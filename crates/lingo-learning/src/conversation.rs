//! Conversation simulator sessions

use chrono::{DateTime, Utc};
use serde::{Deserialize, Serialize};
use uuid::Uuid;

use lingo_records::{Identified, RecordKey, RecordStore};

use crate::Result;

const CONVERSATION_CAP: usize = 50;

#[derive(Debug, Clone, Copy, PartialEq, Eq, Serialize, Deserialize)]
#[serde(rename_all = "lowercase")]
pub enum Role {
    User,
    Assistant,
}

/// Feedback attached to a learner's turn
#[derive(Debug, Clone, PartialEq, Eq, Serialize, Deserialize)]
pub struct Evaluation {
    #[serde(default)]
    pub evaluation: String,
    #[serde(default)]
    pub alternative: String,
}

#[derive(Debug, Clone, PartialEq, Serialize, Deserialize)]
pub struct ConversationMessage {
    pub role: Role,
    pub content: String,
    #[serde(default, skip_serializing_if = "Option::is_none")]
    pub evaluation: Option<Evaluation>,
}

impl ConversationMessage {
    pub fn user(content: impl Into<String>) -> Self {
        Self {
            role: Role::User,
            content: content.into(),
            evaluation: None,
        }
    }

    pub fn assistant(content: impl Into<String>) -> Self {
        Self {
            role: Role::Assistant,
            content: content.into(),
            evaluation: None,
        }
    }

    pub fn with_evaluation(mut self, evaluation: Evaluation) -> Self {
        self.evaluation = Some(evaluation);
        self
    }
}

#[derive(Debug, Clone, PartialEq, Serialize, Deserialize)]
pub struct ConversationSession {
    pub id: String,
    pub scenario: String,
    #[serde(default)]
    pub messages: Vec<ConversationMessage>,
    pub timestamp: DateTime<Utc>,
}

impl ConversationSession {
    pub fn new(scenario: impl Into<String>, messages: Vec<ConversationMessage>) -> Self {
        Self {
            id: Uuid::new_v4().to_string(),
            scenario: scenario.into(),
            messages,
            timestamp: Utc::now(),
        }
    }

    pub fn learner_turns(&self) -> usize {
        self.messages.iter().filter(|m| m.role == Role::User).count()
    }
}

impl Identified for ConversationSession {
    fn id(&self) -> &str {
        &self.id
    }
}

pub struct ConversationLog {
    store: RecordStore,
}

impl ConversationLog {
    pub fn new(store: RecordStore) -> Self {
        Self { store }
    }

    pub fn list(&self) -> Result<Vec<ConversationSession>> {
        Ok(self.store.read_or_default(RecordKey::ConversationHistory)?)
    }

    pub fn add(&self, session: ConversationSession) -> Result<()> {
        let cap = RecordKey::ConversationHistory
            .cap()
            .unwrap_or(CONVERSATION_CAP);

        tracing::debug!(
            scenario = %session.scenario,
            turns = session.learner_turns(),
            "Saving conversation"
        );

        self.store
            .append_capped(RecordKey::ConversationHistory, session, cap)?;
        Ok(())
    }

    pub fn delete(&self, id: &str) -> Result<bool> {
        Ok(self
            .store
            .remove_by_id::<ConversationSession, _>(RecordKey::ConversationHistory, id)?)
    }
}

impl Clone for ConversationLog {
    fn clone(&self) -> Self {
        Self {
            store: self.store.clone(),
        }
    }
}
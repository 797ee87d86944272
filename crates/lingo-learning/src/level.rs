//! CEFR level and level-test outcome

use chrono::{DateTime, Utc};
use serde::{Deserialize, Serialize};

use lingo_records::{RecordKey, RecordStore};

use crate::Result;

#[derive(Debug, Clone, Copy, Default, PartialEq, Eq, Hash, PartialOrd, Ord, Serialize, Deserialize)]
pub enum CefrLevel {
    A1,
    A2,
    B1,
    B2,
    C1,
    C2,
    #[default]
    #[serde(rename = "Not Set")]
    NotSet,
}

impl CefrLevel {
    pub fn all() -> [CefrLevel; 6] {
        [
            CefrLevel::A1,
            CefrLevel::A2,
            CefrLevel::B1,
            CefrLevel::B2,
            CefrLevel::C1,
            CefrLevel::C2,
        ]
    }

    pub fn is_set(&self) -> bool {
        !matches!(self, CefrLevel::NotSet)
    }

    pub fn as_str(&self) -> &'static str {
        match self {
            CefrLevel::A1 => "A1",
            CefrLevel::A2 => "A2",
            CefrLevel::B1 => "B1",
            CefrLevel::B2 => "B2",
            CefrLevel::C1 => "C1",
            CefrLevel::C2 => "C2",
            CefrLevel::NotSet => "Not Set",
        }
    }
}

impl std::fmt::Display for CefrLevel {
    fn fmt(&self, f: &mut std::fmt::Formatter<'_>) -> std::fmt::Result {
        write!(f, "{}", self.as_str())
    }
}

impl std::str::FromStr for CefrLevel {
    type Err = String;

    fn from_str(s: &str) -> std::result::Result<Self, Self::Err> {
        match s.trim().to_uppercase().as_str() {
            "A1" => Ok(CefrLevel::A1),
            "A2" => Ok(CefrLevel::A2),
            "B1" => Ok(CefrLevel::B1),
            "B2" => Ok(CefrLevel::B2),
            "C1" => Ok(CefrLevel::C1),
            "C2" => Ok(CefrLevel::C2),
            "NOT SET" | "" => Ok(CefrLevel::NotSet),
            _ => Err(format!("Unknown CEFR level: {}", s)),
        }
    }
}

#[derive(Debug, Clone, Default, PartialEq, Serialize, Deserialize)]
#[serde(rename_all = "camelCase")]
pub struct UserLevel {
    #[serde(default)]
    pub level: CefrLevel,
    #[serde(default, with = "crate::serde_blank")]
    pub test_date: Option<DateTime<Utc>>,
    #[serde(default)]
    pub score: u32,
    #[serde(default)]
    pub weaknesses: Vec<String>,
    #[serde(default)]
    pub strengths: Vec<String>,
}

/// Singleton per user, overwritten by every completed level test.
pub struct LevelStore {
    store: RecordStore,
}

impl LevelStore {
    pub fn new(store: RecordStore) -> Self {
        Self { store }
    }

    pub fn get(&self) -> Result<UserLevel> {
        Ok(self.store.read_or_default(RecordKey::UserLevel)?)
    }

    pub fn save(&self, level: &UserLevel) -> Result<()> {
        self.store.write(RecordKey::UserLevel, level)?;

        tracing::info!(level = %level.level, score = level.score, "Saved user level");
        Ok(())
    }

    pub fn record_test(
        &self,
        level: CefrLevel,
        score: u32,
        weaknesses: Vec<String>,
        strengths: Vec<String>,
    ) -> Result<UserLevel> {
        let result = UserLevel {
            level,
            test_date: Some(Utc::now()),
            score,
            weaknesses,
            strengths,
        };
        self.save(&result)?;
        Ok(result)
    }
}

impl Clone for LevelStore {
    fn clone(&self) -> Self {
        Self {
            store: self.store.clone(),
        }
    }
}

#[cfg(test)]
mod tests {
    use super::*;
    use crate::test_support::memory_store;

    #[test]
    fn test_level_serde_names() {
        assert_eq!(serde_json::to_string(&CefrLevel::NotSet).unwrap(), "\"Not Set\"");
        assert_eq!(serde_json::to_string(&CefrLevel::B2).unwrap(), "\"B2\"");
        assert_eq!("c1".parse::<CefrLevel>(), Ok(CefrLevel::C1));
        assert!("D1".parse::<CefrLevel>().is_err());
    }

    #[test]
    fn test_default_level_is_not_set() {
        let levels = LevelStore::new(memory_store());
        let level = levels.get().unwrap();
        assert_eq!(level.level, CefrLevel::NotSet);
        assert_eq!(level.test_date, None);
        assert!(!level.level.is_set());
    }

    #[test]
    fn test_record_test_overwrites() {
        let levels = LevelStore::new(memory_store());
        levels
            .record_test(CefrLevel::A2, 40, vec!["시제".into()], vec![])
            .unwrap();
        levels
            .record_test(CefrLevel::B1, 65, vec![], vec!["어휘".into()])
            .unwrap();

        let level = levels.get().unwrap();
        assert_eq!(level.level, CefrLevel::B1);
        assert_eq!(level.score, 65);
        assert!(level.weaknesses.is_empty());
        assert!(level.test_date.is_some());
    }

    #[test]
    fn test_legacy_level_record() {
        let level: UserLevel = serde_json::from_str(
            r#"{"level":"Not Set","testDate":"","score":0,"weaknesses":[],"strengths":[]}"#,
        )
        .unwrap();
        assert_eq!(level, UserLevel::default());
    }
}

···

= Your instructions =
Nothing but the lines holding the word "timestamp" should be returned from the listing above.

= Solution to the problem =
    pub timestamp: DateTime<Utc>,
            timestamp: Utc::now(),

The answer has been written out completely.